* TASK OBJECTIVE
Please filter the data below down to the lines holding the string "tracing".
____________________
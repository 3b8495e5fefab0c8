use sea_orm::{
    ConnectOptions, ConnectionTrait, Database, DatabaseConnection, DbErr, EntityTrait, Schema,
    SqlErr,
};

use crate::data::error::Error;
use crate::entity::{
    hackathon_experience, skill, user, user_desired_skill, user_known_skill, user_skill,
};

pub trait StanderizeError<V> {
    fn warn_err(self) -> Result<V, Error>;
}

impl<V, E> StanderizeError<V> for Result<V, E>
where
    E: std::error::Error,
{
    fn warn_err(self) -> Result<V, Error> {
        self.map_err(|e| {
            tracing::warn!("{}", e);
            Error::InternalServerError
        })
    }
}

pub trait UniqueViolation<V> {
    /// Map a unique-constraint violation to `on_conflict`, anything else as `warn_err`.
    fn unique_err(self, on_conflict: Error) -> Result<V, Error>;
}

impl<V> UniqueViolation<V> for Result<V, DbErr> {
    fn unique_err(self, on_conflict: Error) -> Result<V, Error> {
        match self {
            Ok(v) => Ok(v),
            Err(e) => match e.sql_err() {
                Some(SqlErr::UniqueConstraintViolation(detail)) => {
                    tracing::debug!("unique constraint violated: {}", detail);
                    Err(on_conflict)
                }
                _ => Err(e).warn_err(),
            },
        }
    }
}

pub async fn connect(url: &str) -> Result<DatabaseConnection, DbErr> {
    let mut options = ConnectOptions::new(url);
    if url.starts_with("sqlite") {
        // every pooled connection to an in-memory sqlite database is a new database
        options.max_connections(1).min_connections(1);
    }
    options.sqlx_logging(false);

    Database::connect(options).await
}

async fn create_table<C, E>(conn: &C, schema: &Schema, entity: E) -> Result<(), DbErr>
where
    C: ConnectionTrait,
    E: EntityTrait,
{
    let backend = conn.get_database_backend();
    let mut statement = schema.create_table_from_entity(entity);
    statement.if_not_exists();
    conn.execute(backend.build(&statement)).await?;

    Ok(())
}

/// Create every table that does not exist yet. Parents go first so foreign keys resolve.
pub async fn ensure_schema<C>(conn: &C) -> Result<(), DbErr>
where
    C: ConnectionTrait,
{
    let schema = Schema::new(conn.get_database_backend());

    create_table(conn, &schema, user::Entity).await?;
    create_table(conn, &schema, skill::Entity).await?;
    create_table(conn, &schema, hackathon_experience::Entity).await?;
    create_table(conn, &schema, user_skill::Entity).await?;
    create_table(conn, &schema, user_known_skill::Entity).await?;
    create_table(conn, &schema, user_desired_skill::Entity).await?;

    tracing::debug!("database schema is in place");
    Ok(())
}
____________________
* YOUR SOLUTION
            tracing::warn!("{}", e);
                    tracing::debug!("unique constraint violated: {}", detail);
    tracing::debug!("database schema is in place");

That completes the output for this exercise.